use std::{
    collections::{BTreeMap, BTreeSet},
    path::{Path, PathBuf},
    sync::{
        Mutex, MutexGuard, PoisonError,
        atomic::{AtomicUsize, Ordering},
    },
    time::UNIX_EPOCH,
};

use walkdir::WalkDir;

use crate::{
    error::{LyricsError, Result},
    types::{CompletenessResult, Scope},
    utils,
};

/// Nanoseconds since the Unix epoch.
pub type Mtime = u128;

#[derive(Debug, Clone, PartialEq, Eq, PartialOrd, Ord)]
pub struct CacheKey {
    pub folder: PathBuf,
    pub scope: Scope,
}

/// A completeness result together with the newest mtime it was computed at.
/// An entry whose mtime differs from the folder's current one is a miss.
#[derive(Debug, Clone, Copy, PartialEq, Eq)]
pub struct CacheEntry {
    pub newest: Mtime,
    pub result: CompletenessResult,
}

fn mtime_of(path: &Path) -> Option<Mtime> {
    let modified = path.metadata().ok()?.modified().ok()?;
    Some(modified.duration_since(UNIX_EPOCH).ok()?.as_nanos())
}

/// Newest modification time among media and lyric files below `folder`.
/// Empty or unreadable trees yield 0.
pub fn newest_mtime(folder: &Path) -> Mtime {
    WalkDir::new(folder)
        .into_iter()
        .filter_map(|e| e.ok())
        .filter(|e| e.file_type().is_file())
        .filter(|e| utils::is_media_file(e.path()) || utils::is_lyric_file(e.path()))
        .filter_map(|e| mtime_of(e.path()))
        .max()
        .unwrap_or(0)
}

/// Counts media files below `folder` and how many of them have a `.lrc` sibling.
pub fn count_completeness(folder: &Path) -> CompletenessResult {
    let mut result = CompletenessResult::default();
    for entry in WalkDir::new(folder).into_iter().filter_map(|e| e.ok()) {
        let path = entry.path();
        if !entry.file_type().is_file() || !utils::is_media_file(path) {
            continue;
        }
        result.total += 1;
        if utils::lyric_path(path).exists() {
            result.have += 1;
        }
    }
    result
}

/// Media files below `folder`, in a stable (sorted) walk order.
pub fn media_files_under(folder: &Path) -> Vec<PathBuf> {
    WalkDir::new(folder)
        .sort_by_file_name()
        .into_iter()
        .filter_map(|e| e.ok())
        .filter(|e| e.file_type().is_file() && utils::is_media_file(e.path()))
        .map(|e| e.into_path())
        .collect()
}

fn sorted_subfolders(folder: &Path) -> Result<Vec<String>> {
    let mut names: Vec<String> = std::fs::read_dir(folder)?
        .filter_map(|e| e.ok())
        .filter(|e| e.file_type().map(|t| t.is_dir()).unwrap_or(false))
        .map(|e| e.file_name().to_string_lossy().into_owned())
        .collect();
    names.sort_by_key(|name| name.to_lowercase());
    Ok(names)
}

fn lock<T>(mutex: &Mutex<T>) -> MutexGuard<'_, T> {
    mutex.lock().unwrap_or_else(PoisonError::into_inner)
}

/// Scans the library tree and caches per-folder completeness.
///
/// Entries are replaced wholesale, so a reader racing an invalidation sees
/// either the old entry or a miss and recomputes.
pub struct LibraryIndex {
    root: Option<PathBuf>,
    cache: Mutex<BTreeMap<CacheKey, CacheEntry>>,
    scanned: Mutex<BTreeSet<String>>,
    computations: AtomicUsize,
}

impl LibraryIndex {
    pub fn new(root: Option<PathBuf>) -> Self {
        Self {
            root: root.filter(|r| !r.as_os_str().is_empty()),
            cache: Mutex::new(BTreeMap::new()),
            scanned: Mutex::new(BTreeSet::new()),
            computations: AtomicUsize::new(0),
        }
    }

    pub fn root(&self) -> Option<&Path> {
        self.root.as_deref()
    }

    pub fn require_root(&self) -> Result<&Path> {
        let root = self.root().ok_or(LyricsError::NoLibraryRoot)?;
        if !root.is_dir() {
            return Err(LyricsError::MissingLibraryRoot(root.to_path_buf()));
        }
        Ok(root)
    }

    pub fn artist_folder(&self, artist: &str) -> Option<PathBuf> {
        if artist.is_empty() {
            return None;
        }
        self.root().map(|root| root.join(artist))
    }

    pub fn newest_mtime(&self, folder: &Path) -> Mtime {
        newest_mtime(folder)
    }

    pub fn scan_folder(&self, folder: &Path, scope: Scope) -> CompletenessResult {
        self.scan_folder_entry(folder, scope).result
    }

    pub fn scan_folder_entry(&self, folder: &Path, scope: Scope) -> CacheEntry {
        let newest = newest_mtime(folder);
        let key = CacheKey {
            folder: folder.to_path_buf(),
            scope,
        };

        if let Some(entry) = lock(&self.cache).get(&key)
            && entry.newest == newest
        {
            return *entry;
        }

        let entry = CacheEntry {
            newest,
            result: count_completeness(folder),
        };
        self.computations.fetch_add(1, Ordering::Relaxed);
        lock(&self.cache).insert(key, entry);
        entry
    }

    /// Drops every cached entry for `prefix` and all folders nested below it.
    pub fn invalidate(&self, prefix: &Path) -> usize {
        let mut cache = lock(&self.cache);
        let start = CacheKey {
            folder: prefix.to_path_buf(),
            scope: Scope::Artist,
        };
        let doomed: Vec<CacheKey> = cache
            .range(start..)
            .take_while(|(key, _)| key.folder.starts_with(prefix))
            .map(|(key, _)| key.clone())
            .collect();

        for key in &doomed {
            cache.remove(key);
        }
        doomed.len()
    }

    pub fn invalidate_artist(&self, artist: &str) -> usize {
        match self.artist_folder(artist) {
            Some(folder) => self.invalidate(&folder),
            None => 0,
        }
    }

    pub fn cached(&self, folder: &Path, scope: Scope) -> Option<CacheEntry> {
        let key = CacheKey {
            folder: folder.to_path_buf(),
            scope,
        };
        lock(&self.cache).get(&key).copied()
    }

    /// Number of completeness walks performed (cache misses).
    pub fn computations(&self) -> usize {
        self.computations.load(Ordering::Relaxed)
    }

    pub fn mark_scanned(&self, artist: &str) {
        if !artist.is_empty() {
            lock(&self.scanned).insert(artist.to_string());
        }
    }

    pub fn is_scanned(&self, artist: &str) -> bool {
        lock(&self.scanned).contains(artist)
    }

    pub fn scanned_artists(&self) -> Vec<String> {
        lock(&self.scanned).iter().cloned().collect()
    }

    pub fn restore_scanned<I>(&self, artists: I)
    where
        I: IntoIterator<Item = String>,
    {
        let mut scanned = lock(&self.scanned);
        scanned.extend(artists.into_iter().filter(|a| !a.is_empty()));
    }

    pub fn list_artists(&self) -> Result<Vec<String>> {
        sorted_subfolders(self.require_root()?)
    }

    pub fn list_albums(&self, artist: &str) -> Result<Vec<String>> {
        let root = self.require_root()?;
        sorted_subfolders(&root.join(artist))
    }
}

----------

Each line in the material above that mentions the word "WalkDir" must be copied.

use walkdir::WalkDir;
    WalkDir::new(folder)
    for entry in WalkDir::new(folder).into_iter().filter_map(|e| e.ok()) {
    WalkDir::new(folder)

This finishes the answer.